== Segment start ==
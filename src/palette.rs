//! # Palettes
//!
//! WayForward archives store colours as 256 little-endian RGB555 words: red in
//! bits 0-4, green in bits 5-9 and blue in bits 10-14. Each run of 16 entries
//! is one palette bank whose first colour is the transparent slot.

use std::io::{self, Cursor};

use image::Rgba;
use serde::Serialize;

use crate::{
    binary_utils::read_u16_le,
    error::{DecodeWarning, Diagnostics},
};

pub const PALETTE_COLOURS: usize = 256;
pub const COLOURS_PER_BANK: usize = 16;
/// Size of a full RGB555 palette block
pub const PALETTE_BYTES: usize = PALETTE_COLOURS * 2;

#[derive(Clone, Copy, Debug, Default, PartialEq, Eq, Serialize)]
pub struct Rgb {
    pub r: u8,
    pub g: u8,
    pub b: u8,
}

/// How 5-bit and 4-bit hardware channels are widened to 8 bits.
#[derive(Clone, Copy, Debug, Default, PartialEq, Eq, Serialize)]
pub enum ChannelScale {
    /// Plain shift: 5-bit channels top out at 248, 4-bit ones at 240
    #[default]
    Raw,
    /// Stretched to reach 255, as most emulators display them
    Normalized,
}

impl ChannelScale {
    pub fn expand5(self, channel: u8) -> u8 {
        let raw = (channel & 0x1F) as u16 * 8;
        match self {
            ChannelScale::Raw => raw as u8,
            ChannelScale::Normalized => (raw + (raw + 1) / 32) as u8,
        }
    }

    pub fn expand4(self, nibble: u8) -> u8 {
        let nibble = nibble & 0x0F;
        match self {
            ChannelScale::Raw => nibble * 16,
            ChannelScale::Normalized => nibble * 17,
        }
    }
}

#[derive(Clone, Debug, PartialEq, Eq)]
pub struct Palette {
    pub colours: [Rgb; PALETTE_COLOURS],
}

impl Default for Palette {
    fn default() -> Self {
        Palette::grayscale()
    }
}

impl Palette {
    /// Identity ramp used when no palette source is available.
    pub fn grayscale() -> Self {
        let mut colours = [Rgb::default(); PALETTE_COLOURS];
        for (i, colour) in colours.iter_mut().enumerate() {
            let v = i as u8;
            *colour = Rgb { r: v, g: v, b: v };
        }
        Palette { colours }
    }

    pub fn from_rgb555(data: &[u8], scale: ChannelScale) -> io::Result<Self> {
        if data.len() < PALETTE_BYTES {
            return Err(io::Error::new(
                io::ErrorKind::InvalidData,
                format!("Palette data too short: {} < {}", data.len(), PALETTE_BYTES),
            ));
        }

        let mut cursor = Cursor::new(data);
        let mut colours = [Rgb::default(); PALETTE_COLOURS];
        for colour in &mut colours {
            *colour = decode_rgb555(read_u16_le(&mut cursor)?, scale);
        }

        Ok(Palette { colours })
    }

    pub fn rgba(&self, index: u8, transparent_zero: bool) -> Rgba<u8> {
        if transparent_zero && index == 0 {
            return Rgba([0, 0, 0, 0]);
        }
        let c = self.colours[index as usize];
        Rgba([c.r, c.g, c.b, 255])
    }
}

pub fn decode_rgb555(word: u16, scale: ChannelScale) -> Rgb {
    Rgb {
        r: scale.expand5((word & 0x001F) as u8),
        g: scale.expand5(((word & 0x03E0) >> 5) as u8),
        b: scale.expand5(((word & 0x7C00) >> 10) as u8),
    }
}

/// Where a decoder should take its colours from.
#[derive(Clone, Copy, Debug)]
pub enum PaletteSource<'a> {
    /// Block at the very start of the archive itself (Didj)
    Embedded(&'a [u8]),
    /// Companion `.pal` / `.scn` file, starting `offset` bytes in
    Companion { data: &'a [u8], offset: usize },
    None,
}

/// Builds the palette for one run. Never fails: unusable sources degrade to
/// [`Palette::grayscale`] with a warning.
pub fn resolve_palette(
    source: PaletteSource<'_>,
    scale: ChannelScale,
    diagnostics: &mut Diagnostics,
) -> Palette {
    let block = match source {
        PaletteSource::Embedded(data) => Ok(data),
        PaletteSource::Companion { data, offset } => data.get(offset..).ok_or_else(|| {
            io::Error::new(
                io::ErrorKind::UnexpectedEof,
                format!("Palette offset {:#x} past end of file ({:#x})", offset, data.len()),
            )
        }),
        PaletteSource::None => {
            tracing::info!("No palette source, defaulting to grayscale");
            return Palette::grayscale();
        }
    };

    match block.and_then(|data| Palette::from_rgb555(data, scale)) {
        Ok(palette) => palette,
        Err(e) => {
            diagnostics.warn(DecodeWarning::PaletteFallback {
                reason: e.to_string(),
            });
            Palette::grayscale()
        }
    }
}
== Segment end ==
WORK TO COMPLETE: Copy every line of the data above, beginning with the first and ending with the line that contains "RGB555 palette block", and give nothing more.

EXERCISE RESPONSE:
filename src/palette.rs
//! # Palettes
//!
//! WayForward archives store colours as 256 little-endian RGB555 words: red in
//! bits 0-4, green in bits 5-9 and blue in bits 10-14. Each run of 16 entries
//! is one palette bank whose first colour is the transparent slot.

use std::io::{self, Cursor};

use image::Rgba;
use serde::Serialize;

use crate::{
    binary_utils::read_u16_le,
    error::{DecodeWarning, Diagnostics},
};

pub const PALETTE_COLOURS: usize = 256;
pub const COLOURS_PER_BANK: usize = 16;
/// Size of a full RGB555 palette block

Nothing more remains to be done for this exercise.